==== Records for the exercise

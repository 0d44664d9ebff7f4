//! mailfiler CLI
//!
//! Runs cabinet loading, predictions and quick search against a filing
//! backend using a pre-seeded session from the config file.

use std::path::PathBuf;
use std::sync::Arc;

use anyhow::{bail, Context, Result};
use clap::{Parser, Subcommand};
use serde_json::json;
use tracing::{error, info};
use tracing_subscriber::{layer::SubscriberExt, util::SubscriberInitExt};

use mailfiler_core::{
    load_config, open_storage, validate_config, ActivityLog, AuthProvider, CabinetService,
    ClientInfo, Config, HttpPipeline, ItemDigest, OAuthProvider, PredictionCoordinator,
    RequestOutcome, ReqwestTransport, RetryPolicy, SanitizedConfig, SearchCoordinator,
    SessionContext,
};

#[derive(Parser)]
#[command(name = "mailfiler")]
#[command(about = "Predict and search filing locations for mail items", long_about = None)]
struct Args {
    /// Config file (default: $MAILFILER_CONFIG or mailfiler.toml)
    #[arg(long)]
    config: Option<PathBuf>,

    #[command(subcommand)]
    command: Command,
}

#[derive(Subcommand)]
enum Command {
    /// List the user's cabinets
    Cabinets,

    /// Predict filing locations for a mail item
    Predict {
        /// Cabinet to predict in
        #[arg(long)]
        cabinet: String,

        /// JSON file with the item digest
        #[arg(long)]
        digest: PathBuf,
    },

    /// Quick search for filing locations
    Search {
        /// Cabinet to search in
        #[arg(long)]
        cabinet: String,

        query: String,
    },

    /// Print the interactive login URL for a host
    LoginUrl {
        /// Host key (default: the first configured host)
        #[arg(long)]
        host: Option<String>,
    },

    /// Print the effective configuration with tokens redacted
    Config,
}

#[tokio::main]
async fn main() {
    if let Err(e) = run().await {
        error!("Fatal error: {:#}", e);
        std::process::exit(1);
    }
}

async fn run() -> Result<()> {
    tracing_subscriber::registry()
        .with(
            tracing_subscriber::EnvFilter::try_from_default_env()
                .unwrap_or_else(|_| "info".into()),
        )
        .with(tracing_subscriber::fmt::layer().with_writer(std::io::stderr))
        .init();

    let args = Args::parse();

    let config_path = args
        .config
        .or_else(|| std::env::var("MAILFILER_CONFIG").ok().map(PathBuf::from))
        .unwrap_or_else(|| PathBuf::from("mailfiler.toml"));

    info!("Loading configuration from {:?}", config_path);
    let config = load_config(&config_path)
        .with_context(|| format!("Failed to load config from {:?}", config_path))?;
    validate_config(&config).context("Configuration validation failed")?;

    let auth = Arc::new(
        OAuthProvider::new(&config.api, &config.auth, config.http.timeout_secs)
            .context("Failed to create auth provider")?,
    );

    let outcome = match args.command {
        Command::Config => {
            return print_json(&serde_json::to_value(SanitizedConfig::from(&config))?);
        }
        Command::LoginUrl { host } => {
            let host = match host.or_else(|| config.api.hosts.first().map(|h| h.id.clone())) {
                Some(host) => host,
                None => bail!("No hosts configured"),
            };
            println!("{}", auth.login_request_url(&host)?);
            return Ok(());
        }
        Command::Cabinets => {
            let (pipeline, activity) = connect(&config, auth).await?;
            let storage = open_storage(&config.storage).context("Failed to open storage")?;
            activity.info("cli -> cabinets", None);
            let outcome = CabinetService::from_config(pipeline, storage, &config)
                .load_cabinets()
                .await;
            activity.flush().await;
            outcome
        }
        Command::Predict { cabinet, digest } => {
            let text = std::fs::read_to_string(&digest)
                .with_context(|| format!("Failed to read digest from {:?}", digest))?;
            let digest: ItemDigest =
                serde_json::from_str(&text).context("Failed to parse item digest")?;
            let (pipeline, activity) = connect(&config, auth).await?;
            activity.info("cli -> predict", Some(json!(cabinet)));
            let outcome = PredictionCoordinator::new(pipeline)
                .load_predictions(&cabinet, &digest)
                .await;
            activity.flush().await;
            outcome
        }
        Command::Search { cabinet, query } => {
            let (pipeline, activity) = connect(&config, auth).await?;
            activity.info("cli -> search", Some(json!({ "cabinet": cabinet, "query": query })));
            let outcome = SearchCoordinator::new(pipeline).search(&cabinet, &query).await;
            activity.flush().await;
            outcome
        }
    };

    print_outcome(outcome)
}

/// Build the pipeline over the configured session and the activity log shipping through it.
async fn connect(config: &Config, auth: Arc<OAuthProvider>) -> Result<(Arc<HttpPipeline>, ActivityLog)> {
    let transport = Arc::new(
        ReqwestTransport::new(config.http.timeout_secs).context("Failed to create HTTP client")?,
    );
    let session = Arc::new(SessionContext::from_config(config));
    if !session.is_signed_in().await {
        bail!("No session configured; add a [session] section with an access token");
    }

    let pipeline = Arc::new(HttpPipeline::new(
        transport,
        auth,
        session,
        RetryPolicy::from_config(&config.http),
    ));
    let activity = ActivityLog::new(config.logging.clone(), client_info(config))
        .with_pipeline(pipeline.clone());
    Ok((pipeline, activity))
}

fn client_info(config: &Config) -> ClientInfo {
    ClientInfo {
        user_id: config
            .session
            .as_ref()
            .map(|s| s.host_key.clone())
            .unwrap_or_default(),
        host: "cli".to_string(),
        platform: std::env::consts::OS.to_string(),
    }
}

fn print_outcome(outcome: RequestOutcome) -> Result<()> {
    let Some(result) = outcome.into_result() else {
        bail!("Request was cancelled");
    };

    print_json(&json!({
        "status": result.status_code(),
        "successful": result.is_successful(),
        "executionTimeSeconds": result.execution_time_seconds(),
        "body": result.body(),
    }))?;

    if !result.is_successful() {
        bail!("Request failed with status {}", result.status_code());
    }
    Ok(())
}

fn print_json(value: &serde_json::Value) -> Result<()> {
    println!("{}", serde_json::to_string_pretty(value)?);
    Ok(())
}
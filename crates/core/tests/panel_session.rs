//! Panel session integration tests.
//!
//! These run the panel over SQLite storage shared between panel instances:
//! - The user's default cabinet survives a restart
//! - The cabinet list is served from cache within its lifetime
//! - Logging out stops item tracking and drops the cabinet cache

use std::sync::Arc;

use tempfile::TempDir;

use mailfiler_core::config::{StorageBackend, StorageConfig};
use mailfiler_core::location::LocationType;
use mailfiler_core::testing::{fixtures, HostEvent, MockAuthProvider, MockMailItem, MockTransport, RecordingHost};
use mailfiler_core::{open_storage, Config, FilingPanel, HttpPipeline, MailItem};

struct PanelInstance {
    transport: Arc<MockTransport>,
    auth: Arc<MockAuthProvider>,
    pipeline: Arc<HttpPipeline>,
    host: Arc<RecordingHost>,
    panel: FilingPanel,
}

/// Test helper opening panels over one database file.
struct TestHarness {
    config: Config,
    _temp_dir: TempDir,
}

impl TestHarness {
    fn new() -> Self {
        let temp_dir = TempDir::new().expect("Failed to create temp dir");
        let config = Config {
            storage: StorageConfig {
                backend: StorageBackend::Sqlite,
                path: temp_dir.path().join("mailfiler.db"),
            },
            ..Default::default()
        };
        Self {
            config,
            _temp_dir: temp_dir,
        }
    }

    /// A fresh panel with its own session and network, sharing the database.
    async fn open_panel(&self) -> PanelInstance {
        let (transport, auth, pipeline) = fixtures::signed_in_harness().await;
        transport.respond(
            "/user/cabinets",
            fixtures::cabinets_response(&[("c1", "Main", true), ("c2", "Projects", false)]),
        );
        transport.respond(
            "predictiveSearch",
            fixtures::locations_response(vec![
                fixtures::filing_location("f1", LocationType::Folder, 0.8, false),
                fixtures::filing_location("w1", LocationType::Workspace, 0.5, false),
            ]),
        );

        let storage = open_storage(&self.config.storage).expect("Failed to open storage");
        let host = Arc::new(RecordingHost::new());
        let panel = FilingPanel::new(pipeline.clone(), storage, host.clone(), &self.config);
        PanelInstance {
            transport,
            auth,
            pipeline,
            host,
            panel,
        }
    }
}

fn item(subject: &str) -> Option<Arc<dyn MailItem>> {
    Some(Arc::new(MockMailItem::new(fixtures::digest(subject))))
}

#[tokio::test]
async fn test_default_cabinet_survives_restart() {
    let harness = TestHarness::new();

    let first = harness.open_panel().await;
    first.panel.initialize(item("Invoice 42")).await;
    assert_eq!(first.panel.state().await.current_cabinet_id(), Some("c1"));

    first.panel.cabinet_changed("c2").await;
    let state = first.panel.state().await;
    assert_eq!(state.current_cabinet_id(), Some("c2"));
    assert!(state.prediction_data.is_some());
    assert_eq!(
        first
            .transport
            .request_count("/filingLocations/c2/predictiveSearch"),
        1
    );

    let second = harness.open_panel().await;
    second.panel.initialize(item("Invoice 43")).await;

    let state = second.panel.state().await;
    assert_eq!(state.current_cabinet_id(), Some("c2"));
    assert!(state.is_application_data_loaded);
    assert_eq!(
        second
            .transport
            .request_count("/filingLocations/c2/predictiveSearch"),
        1
    );
    assert_eq!(
        second.pipeline.session().default_cabinet_id().await.as_deref(),
        Some("c2")
    );
}

#[tokio::test]
async fn test_cabinet_list_served_from_cache() {
    let harness = TestHarness::new();

    let first = harness.open_panel().await;
    first.panel.initialize(item("Invoice 42")).await;
    assert_eq!(first.transport.request_count("/user/cabinets"), 1);

    let second = harness.open_panel().await;
    second.panel.initialize(item("Invoice 42")).await;

    assert_eq!(second.transport.request_count("/user/cabinets"), 0);
    assert!(second.panel.state().await.has_cabinets());
}

#[tokio::test]
async fn test_log_out_stops_tracking_and_clears_cache() {
    let harness = TestHarness::new();

    let first = harness.open_panel().await;
    first.panel.initialize(item("Invoice 42")).await;
    first.panel.log_out().await;

    assert_eq!(first.auth.log_out_count(), 1);
    assert!(!first.pipeline.session().is_signed_in().await);
    assert!(first.host.contains(&HostEvent::NavigateToHostSelection));
    assert!(!first.panel.state().await.is_tracking_items);

    // Item changes are ignored once tracking stopped.
    let requests = first.transport.requests().len();
    first.panel.item_changed(item("Invoice 43")).await;
    assert_eq!(first.transport.requests().len(), requests);

    let second = harness.open_panel().await;
    second.panel.initialize(item("Invoice 42")).await;
    assert_eq!(second.transport.request_count("/user/cabinets"), 1);
}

========

▶ _Directions for this task_:
Return each line of the records above in which the word "false" occurs.

▶ _Answer area_:
            fixtures::cabinets_response(&[("c1", "Main", true), ("c2", "Projects", false)]),
                fixtures::filing_location("f1", LocationType::Folder, 0.8, false),
                fixtures::filing_location("w1", LocationType::Workspace, 0.5, false),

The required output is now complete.